--- INFORMATION PROVIDED ---

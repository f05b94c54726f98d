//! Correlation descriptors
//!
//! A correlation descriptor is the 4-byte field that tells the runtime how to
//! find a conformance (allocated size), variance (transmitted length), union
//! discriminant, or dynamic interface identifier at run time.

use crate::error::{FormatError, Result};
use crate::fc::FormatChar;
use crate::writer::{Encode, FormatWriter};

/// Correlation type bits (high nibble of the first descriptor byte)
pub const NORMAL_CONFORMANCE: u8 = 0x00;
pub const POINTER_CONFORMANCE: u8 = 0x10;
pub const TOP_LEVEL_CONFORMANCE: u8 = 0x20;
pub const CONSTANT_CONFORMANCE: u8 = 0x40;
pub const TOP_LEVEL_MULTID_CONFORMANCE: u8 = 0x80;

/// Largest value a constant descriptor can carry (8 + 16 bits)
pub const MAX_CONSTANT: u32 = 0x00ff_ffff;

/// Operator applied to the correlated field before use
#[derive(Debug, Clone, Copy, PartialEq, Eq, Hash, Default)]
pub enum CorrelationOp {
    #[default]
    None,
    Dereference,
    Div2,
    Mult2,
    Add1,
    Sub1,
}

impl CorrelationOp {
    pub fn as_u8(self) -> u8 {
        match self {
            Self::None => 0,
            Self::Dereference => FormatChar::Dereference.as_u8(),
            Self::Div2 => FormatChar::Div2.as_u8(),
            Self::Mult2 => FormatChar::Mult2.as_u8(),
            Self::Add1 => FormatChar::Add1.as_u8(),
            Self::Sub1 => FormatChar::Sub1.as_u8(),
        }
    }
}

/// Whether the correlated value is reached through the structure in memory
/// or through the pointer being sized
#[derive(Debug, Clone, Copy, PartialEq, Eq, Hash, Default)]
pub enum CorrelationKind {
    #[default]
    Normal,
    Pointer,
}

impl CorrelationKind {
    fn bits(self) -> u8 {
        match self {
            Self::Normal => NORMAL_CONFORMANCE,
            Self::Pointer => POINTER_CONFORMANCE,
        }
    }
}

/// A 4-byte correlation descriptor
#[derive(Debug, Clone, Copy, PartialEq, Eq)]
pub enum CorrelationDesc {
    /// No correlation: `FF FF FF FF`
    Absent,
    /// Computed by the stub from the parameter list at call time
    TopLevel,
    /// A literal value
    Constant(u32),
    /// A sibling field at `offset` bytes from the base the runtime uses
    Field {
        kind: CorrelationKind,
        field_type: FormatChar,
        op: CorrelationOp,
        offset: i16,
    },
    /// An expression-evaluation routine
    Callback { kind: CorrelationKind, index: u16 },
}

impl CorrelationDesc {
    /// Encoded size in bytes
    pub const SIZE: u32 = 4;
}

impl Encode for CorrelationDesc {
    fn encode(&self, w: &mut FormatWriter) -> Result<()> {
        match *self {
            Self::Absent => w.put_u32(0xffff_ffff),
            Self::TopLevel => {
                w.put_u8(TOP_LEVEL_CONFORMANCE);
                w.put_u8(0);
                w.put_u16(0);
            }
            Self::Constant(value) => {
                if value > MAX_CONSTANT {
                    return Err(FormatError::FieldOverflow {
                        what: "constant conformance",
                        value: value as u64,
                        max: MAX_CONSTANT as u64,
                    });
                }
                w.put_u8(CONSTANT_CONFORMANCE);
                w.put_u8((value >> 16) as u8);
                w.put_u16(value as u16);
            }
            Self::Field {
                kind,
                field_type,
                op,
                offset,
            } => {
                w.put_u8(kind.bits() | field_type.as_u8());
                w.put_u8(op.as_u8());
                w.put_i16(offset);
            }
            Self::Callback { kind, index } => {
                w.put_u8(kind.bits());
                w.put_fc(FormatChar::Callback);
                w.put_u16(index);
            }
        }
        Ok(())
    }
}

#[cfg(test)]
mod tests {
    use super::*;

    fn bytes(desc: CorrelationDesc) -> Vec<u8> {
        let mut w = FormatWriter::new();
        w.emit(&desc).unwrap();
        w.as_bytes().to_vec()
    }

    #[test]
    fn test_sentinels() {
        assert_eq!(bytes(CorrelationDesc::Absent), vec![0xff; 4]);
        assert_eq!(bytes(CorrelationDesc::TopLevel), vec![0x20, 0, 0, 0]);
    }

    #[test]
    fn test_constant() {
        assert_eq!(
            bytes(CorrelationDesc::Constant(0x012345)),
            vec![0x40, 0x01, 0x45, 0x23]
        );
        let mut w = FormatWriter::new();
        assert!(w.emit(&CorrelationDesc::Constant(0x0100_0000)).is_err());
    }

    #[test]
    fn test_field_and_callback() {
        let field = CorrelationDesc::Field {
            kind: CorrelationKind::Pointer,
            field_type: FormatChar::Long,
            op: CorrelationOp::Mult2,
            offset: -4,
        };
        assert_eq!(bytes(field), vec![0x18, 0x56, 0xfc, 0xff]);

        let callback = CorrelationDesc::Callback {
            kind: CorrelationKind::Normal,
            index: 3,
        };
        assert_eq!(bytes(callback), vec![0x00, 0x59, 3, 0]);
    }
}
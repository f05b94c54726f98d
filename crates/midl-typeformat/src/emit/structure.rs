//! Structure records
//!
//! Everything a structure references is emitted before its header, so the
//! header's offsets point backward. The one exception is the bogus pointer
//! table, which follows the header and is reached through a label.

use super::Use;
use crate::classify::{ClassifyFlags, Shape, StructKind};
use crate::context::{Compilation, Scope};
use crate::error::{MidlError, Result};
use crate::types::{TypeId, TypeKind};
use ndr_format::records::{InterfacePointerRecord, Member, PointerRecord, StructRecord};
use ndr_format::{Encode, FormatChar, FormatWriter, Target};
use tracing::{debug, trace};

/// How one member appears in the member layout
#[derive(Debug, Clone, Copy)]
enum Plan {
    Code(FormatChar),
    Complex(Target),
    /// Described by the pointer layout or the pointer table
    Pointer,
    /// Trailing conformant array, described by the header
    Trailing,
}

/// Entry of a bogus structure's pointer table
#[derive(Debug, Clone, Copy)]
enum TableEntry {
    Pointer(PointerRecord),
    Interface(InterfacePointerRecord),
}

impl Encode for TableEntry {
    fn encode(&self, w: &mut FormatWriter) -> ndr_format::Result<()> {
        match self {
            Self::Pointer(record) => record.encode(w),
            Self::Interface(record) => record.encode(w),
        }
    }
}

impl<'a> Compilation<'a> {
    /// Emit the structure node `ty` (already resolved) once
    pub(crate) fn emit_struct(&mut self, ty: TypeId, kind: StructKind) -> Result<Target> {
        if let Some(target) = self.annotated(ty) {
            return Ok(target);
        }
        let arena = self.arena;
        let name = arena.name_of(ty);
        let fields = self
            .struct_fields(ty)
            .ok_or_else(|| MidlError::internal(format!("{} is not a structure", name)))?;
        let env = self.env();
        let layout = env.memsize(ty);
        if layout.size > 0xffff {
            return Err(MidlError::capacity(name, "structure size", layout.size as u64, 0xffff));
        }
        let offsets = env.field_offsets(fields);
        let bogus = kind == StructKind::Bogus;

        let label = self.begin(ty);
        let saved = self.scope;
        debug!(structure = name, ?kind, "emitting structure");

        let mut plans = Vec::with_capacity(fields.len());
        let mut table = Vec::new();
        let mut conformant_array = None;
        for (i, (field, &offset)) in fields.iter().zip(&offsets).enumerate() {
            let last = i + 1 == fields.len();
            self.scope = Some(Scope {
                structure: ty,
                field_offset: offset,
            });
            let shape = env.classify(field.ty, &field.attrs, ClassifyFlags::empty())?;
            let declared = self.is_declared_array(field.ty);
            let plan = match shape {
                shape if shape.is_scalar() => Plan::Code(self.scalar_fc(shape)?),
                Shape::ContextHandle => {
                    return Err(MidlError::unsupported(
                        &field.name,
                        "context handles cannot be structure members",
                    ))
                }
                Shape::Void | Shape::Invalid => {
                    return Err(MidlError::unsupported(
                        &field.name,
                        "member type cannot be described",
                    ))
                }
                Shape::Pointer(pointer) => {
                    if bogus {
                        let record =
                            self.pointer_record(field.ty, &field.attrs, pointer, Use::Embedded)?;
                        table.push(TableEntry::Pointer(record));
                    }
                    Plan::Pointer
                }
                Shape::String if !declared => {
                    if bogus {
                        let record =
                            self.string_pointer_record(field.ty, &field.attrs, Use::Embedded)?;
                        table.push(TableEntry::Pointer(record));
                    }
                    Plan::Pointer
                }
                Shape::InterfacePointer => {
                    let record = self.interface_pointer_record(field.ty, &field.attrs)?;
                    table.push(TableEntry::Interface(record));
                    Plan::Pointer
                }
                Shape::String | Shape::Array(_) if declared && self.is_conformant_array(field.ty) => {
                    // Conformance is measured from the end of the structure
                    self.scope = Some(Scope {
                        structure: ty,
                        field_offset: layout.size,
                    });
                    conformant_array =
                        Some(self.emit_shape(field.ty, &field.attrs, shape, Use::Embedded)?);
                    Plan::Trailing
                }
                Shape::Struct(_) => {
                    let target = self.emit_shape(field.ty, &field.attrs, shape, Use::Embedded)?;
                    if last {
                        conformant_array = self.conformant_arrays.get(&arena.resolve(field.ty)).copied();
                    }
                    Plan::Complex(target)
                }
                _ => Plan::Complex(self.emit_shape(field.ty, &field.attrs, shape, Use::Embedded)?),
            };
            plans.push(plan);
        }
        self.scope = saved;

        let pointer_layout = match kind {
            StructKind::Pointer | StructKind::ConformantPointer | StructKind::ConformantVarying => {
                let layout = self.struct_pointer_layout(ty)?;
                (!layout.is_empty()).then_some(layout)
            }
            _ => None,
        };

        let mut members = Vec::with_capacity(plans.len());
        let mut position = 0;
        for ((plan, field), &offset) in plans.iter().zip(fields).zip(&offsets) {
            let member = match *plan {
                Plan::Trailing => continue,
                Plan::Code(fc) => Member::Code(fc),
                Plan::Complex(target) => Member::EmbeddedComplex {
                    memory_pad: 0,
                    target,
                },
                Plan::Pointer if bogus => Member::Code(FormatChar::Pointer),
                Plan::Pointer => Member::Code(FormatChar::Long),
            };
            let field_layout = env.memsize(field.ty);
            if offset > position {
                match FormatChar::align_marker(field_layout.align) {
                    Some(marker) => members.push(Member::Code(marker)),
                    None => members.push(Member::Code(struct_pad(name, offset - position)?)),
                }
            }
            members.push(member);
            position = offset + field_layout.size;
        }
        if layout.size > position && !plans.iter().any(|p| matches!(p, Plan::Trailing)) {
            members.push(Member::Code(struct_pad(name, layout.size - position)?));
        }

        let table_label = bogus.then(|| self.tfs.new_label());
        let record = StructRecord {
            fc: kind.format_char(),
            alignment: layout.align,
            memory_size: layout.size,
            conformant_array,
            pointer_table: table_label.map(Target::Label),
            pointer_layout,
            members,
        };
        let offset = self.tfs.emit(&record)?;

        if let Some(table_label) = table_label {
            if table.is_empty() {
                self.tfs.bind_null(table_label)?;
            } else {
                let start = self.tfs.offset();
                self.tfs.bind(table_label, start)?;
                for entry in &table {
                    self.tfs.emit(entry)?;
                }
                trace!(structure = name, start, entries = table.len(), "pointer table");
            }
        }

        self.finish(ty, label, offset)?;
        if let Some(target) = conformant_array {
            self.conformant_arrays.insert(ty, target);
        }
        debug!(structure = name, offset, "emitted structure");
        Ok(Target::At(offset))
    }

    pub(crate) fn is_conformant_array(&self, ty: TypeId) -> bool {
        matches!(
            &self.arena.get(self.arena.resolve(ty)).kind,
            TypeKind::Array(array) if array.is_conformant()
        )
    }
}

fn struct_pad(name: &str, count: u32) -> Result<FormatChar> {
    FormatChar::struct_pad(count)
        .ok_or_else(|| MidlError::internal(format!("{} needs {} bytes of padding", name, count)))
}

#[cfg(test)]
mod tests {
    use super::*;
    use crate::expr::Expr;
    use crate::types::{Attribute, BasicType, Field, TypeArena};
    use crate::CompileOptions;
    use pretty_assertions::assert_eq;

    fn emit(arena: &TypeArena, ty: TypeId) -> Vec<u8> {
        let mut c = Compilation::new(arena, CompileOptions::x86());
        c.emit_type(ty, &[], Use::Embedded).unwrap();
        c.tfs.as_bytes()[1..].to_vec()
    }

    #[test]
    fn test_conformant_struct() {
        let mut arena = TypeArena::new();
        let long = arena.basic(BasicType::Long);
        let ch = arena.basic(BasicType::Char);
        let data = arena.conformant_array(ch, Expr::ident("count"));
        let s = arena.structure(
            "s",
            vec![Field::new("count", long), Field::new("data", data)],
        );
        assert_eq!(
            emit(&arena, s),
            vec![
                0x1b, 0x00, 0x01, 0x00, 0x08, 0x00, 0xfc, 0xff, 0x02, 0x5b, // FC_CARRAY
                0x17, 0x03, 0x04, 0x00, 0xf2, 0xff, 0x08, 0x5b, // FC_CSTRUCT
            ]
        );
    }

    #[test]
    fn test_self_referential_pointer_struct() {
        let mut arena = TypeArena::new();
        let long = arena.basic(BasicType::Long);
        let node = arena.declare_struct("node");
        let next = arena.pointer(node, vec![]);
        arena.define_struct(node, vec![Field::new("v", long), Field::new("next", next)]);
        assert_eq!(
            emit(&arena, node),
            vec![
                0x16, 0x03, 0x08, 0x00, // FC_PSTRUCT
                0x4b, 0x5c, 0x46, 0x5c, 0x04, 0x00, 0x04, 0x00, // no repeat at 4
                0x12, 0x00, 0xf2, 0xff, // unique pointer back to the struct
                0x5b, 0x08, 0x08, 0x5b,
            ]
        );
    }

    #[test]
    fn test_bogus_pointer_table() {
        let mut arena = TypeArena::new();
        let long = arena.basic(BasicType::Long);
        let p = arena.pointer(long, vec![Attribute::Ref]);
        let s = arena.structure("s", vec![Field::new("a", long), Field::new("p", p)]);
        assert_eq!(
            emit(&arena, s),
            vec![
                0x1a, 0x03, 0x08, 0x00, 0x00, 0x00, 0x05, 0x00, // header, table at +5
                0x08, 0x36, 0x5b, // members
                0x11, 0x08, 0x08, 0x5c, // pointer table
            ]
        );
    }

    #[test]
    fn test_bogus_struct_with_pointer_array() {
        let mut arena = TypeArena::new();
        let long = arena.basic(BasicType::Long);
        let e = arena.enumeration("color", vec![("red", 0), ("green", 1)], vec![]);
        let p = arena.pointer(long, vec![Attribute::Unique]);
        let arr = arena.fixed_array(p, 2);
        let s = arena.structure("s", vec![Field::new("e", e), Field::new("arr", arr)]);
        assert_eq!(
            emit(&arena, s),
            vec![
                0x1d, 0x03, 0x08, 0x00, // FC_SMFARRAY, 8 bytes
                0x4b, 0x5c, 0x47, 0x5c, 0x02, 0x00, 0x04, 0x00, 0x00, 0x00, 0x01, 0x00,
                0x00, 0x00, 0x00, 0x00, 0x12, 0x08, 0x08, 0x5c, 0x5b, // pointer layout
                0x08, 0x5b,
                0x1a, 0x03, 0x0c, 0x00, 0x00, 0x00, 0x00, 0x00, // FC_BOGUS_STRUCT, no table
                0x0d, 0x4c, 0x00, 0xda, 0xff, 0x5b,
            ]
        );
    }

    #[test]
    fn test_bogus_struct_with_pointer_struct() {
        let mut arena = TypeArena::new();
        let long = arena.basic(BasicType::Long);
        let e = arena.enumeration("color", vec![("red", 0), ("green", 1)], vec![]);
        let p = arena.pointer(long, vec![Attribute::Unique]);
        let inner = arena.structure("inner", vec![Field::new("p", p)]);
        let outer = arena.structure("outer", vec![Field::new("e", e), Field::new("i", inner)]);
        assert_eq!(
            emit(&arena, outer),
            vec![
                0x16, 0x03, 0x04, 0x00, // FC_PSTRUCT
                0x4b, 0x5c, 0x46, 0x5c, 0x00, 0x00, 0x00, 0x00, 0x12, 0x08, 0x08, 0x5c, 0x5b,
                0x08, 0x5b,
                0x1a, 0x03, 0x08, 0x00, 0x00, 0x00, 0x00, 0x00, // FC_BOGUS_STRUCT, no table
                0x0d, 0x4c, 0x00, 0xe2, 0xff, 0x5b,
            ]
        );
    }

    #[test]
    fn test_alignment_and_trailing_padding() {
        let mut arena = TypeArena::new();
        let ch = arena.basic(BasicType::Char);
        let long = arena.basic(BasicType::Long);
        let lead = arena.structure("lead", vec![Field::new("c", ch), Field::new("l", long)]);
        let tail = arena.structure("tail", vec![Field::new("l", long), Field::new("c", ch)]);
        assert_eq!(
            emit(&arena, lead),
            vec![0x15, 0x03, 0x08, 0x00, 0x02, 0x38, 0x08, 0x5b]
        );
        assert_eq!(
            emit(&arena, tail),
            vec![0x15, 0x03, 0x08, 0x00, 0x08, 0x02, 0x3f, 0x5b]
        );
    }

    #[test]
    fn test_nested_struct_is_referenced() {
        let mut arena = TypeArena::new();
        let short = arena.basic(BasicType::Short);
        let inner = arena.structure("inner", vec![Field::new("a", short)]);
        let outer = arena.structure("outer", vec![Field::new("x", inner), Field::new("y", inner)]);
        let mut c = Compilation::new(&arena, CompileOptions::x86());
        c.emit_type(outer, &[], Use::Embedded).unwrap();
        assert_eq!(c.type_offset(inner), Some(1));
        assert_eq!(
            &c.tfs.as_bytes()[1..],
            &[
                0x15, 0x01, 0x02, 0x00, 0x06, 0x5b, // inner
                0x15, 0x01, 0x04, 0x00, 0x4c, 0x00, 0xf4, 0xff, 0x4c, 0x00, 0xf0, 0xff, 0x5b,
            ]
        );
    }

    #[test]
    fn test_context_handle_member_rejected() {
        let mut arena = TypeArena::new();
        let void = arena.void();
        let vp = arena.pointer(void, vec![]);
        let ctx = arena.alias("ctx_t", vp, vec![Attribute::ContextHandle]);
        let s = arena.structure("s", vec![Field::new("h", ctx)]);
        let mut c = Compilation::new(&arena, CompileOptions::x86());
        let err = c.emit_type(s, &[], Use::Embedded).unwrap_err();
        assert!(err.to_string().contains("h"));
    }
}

---

List every line from the entries above in which "StructRecord" appears.

use ndr_format::records::{InterfacePointerRecord, Member, PointerRecord, StructRecord};
        let record = StructRecord {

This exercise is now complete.